Todd tried a few alternative treatments that anecdotally had positive results in a limited number of people. It felt good to try something rather than give up.

A couple years later, we sold our house and built an accessible house near my family. Taking action and creating a beautiful home felt good.

We wrote a memoir. I found purpose in sharing our story so that others in similar situations wouldn’t feel that they were the only ones dealing with something so difficult.

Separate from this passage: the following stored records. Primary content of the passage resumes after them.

//! PostgreSQL run store.
//!
//! Runs live in `orchestration_runs`, steps in `run_steps`. The step table's
//! primary key is `(run_id, step_kind, step_seq)`, so the database itself
//! refuses a second record of the same step, including from another process.

use async_trait::async_trait;
use chrono::{DateTime, Utc};
use sqlx::PgPool;
use uuid::Uuid;

use courier_common::types::{ContentDescriptor, DateKey, OrchestrationRun, RunState};

use super::{RunStore, StoreError};
use crate::step::{StepEvent, StepId, StepKind, StepRecord};

const RUN_COLUMNS: &str = "run_id, date_key, started_at, deadline_at, poll_interval_secs, \
                           state, poll_count, result, delivery_error, finished_at";

#[derive(Debug, sqlx::FromRow)]
struct RunRow {
    run_id: Uuid,
    date_key: String,
    started_at: DateTime<Utc>,
    deadline_at: DateTime<Utc>,
    poll_interval_secs: i64,
    state: String,
    poll_count: i32,
    result: Option<serde_json::Value>,
    delivery_error: Option<String>,
    finished_at: Option<DateTime<Utc>>,
}

impl TryFrom<RunRow> for OrchestrationRun {
    type Error = StoreError;

    fn try_from(row: RunRow) -> Result<Self, Self::Error> {
        let run_id = row.run_id;
        let corrupt = |detail: String| StoreError::Corrupt { run_id, detail };

        let date_key: DateKey = row
            .date_key
            .parse()
            .map_err(|e| corrupt(format!("date_key '{}': {}", row.date_key, e)))?;
        let state: RunState = row.state.parse().map_err(corrupt)?;
        let result: Option<ContentDescriptor> =
            row.result.map(serde_json::from_value).transpose()?;

        Ok(OrchestrationRun {
            run_id,
            date_key,
            started_at: row.started_at,
            deadline_at: row.deadline_at,
            poll_interval_secs: u64::try_from(row.poll_interval_secs)
                .map_err(|_| corrupt(format!("poll_interval_secs {}", row.poll_interval_secs)))?,
            state,
            poll_count: u32::try_from(row.poll_count)
                .map_err(|_| corrupt(format!("poll_count {}", row.poll_count)))?,
            result,
            delivery_error: row.delivery_error,
            finished_at: row.finished_at,
        })
    }
}

#[derive(Debug, sqlx::FromRow)]
struct StepRow {
    step_kind: String,
    step_seq: i32,
    payload: serde_json::Value,
    recorded_at: DateTime<Utc>,
}

fn step_from_row(run_id: Uuid, row: StepRow) -> Result<StepRecord, StoreError> {
    let kind: StepKind = row
        .step_kind
        .parse()
        .map_err(|detail| StoreError::Corrupt { run_id, detail })?;
    let event: StepEvent = serde_json::from_value(row.payload)?;
    if event.kind() != kind {
        return Err(StoreError::Corrupt {
            run_id,
            detail: format!("step {} carries a {} payload", kind, event.kind()),
        });
    }
    let seq = u32::try_from(row.step_seq).map_err(|_| StoreError::Corrupt {
        run_id,
        detail: format!("negative step seq {}", row.step_seq),
    })?;

    Ok(StepRecord {
        seq,
        event,
        recorded_at: row.recorded_at,
    })
}

fn runs_from_rows(rows: Vec<RunRow>) -> Result<Vec<OrchestrationRun>, StoreError> {
    rows.into_iter().map(OrchestrationRun::try_from).collect()
}

/// Run store backed by PostgreSQL.
#[derive(Clone)]
pub struct PgRunStore {
    pool: PgPool,
}

impl PgRunStore {
    pub fn new(pool: PgPool) -> Self {
        Self { pool }
    }
}

#[async_trait]
impl RunStore for PgRunStore {
    async fn create_run(&self, run: &OrchestrationRun) -> Result<(), StoreError> {
        let result = run.result.as_ref().map(serde_json::to_value).transpose()?;

        let inserted = sqlx::query(
            r#"
            INSERT INTO orchestration_runs
                (run_id, date_key, started_at, deadline_at, poll_interval_secs,
                 state, poll_count, result, delivery_error, finished_at)
            VALUES ($1, $2, $3, $4, $5, $6, $7, $8, $9, $10)
            ON CONFLICT (run_id) DO NOTHING
            "#,
        )
        .bind(run.run_id)
        .bind(run.date_key.to_string())
        .bind(run.started_at)
        .bind(run.deadline_at)
        .bind(run.poll_interval_secs as i64)
        .bind(run.state.to_string())
        .bind(run.poll_count as i32)
        .bind(result)
        .bind(&run.delivery_error)
        .bind(run.finished_at)
        .execute(&self.pool)
        .await?;

        if inserted.rows_affected() == 0 {
            return Err(StoreError::RunExists(run.run_id));
        }
        Ok(())
    }

    async fn load_run(&self, run_id: Uuid) -> Result<Option<OrchestrationRun>, StoreError> {
        let row: Option<RunRow> = sqlx::query_as(&format!(
            "SELECT {} FROM orchestration_runs WHERE run_id = $1",
            RUN_COLUMNS
        ))
        .bind(run_id)
        .fetch_optional(&self.pool)
        .await?;

        row.map(OrchestrationRun::try_from).transpose()
    }

    async fn save_run(&self, run: &OrchestrationRun) -> Result<(), StoreError> {
        let result = run.result.as_ref().map(serde_json::to_value).transpose()?;

        // Terminal rows are left alone; a missing row is an error.
        let updated = sqlx::query(
            r#"
            UPDATE orchestration_runs
            SET state = $2, poll_count = $3, result = $4, delivery_error = $5,
                finished_at = $6, updated_at = NOW()
            WHERE run_id = $1 AND state NOT IN ('completed', 'expired')
            "#,
        )
        .bind(run.run_id)
        .bind(run.state.to_string())
        .bind(run.poll_count as i32)
        .bind(result)
        .bind(&run.delivery_error)
        .bind(run.finished_at)
        .execute(&self.pool)
        .await?;

        if updated.rows_affected() == 0 {
            let exists: Option<(Uuid,)> =
                sqlx::query_as("SELECT run_id FROM orchestration_runs WHERE run_id = $1")
                    .bind(run.run_id)
                    .fetch_optional(&self.pool)
                    .await?;
            if exists.is_none() {
                return Err(StoreError::RunNotFound(run.run_id));
            }
        }
        Ok(())
    }

    async fn append_step(&self, run_id: Uuid, step: &StepRecord) -> Result<(), StoreError> {
        let payload = serde_json::to_value(&step.event)?;

        let inserted = sqlx::query(
            r#"
            INSERT INTO run_steps (run_id, step_kind, step_seq, payload, recorded_at)
            VALUES ($1, $2, $3, $4, $5)
            ON CONFLICT (run_id, step_kind, step_seq) DO NOTHING
            "#,
        )
        .bind(run_id)
        .bind(step.event.kind().as_str())
        .bind(step.seq as i32)
        .bind(payload)
        .bind(step.recorded_at)
        .execute(&self.pool)
        .await
        .map_err(|e| match e {
            sqlx::Error::Database(ref db) if db.is_foreign_key_violation() => {
                StoreError::RunNotFound(run_id)
            }
            other => StoreError::Database(other),
        })?;

        if inserted.rows_affected() == 0 {
            return Err(StoreError::DuplicateStep {
                run_id,
                step: StepId::new(step.event.kind(), step.seq),
            });
        }
        Ok(())
    }

    async fn load_steps(&self, run_id: Uuid) -> Result<Vec<StepRecord>, StoreError> {
        let rows: Vec<StepRow> = sqlx::query_as(
            r#"
            SELECT step_kind, step_seq, payload, recorded_at
            FROM run_steps
            WHERE run_id = $1
            ORDER BY position
            "#,
        )
        .bind(run_id)
        .fetch_all(&self.pool)
        .await?;

        rows.into_iter().map(|row| step_from_row(run_id, row)).collect()
    }

    async fn list_unfinished(&self) -> Result<Vec<OrchestrationRun>, StoreError> {
        let rows: Vec<RunRow> = sqlx::query_as(&format!(
            "SELECT {} FROM orchestration_runs \
             WHERE state IN ('polling', 'delivering') \
             ORDER BY started_at, run_id",
            RUN_COLUMNS
        ))
        .fetch_all(&self.pool)
        .await?;

        runs_from_rows(rows)
    }

    async fn list_by_date(&self, date_key: DateKey) -> Result<Vec<OrchestrationRun>, StoreError> {
        let rows: Vec<RunRow> = sqlx::query_as(&format!(
            "SELECT {} FROM orchestration_runs WHERE date_key = $1 ORDER BY started_at, run_id",
            RUN_COLUMNS
        ))
        .bind(date_key.to_string())
        .fetch_all(&self.pool)
        .await?;

        runs_from_rows(rows)
    }
}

A few years into the disease, we entered a difficult phase when Todd couldn’t sleep through the night without assistance. I was sleep-deprived from being up and down with him at night. He would call for me to turn him or adjust his limbs, and then I couldn’t fall back asleep, not knowing if he would call me again to scratch an itch in five minutes or an hour.

During those years, I coped by exercising. I went to the gym and worked on the elliptical until the haze lifted. Not getting uninterrupted sleep was unsustainable, and it took a toll. After a couple years of sleep deprivation, we started fundraising to hire caregivers. Friends and family who help us pay for Todd’s nighttime care have saved my sanity.

Building a creative life at home gave me a sense of purpose for a number of years. I wrote three novels, which include a character with ALS, and Todd was my editor-in-chief. Working on those projects with him was fun. We also created YouTube videos about tips that we’ve learned to help manage ALS.

How about now, after 12 years with the disease? Now that life has gotten harder for both Todd and me. After years in the battle zone with so much time and energy spent just meeting daily needs and keeping him alive. When there’s no reprieve. How do I cope?

I seek out simple pleasures. I savor a cup of tea every morning. I complete the daily Wordle. I take a nightly sauna. I look for natural beauty. No matter how weary I feel, when I walk outside and see a beautiful tree or hear birds singing, I’m glad to be alive, even with all the pain in our lives and in this world.

ALS has taken a lot of fight out of me, but I hope these small things will be enough to help me keep going.

diagnosis of ALS | ALS News Today | A landscape photo of lilacs and lupines, with taller trees in the distances, taken during Kristin's walk.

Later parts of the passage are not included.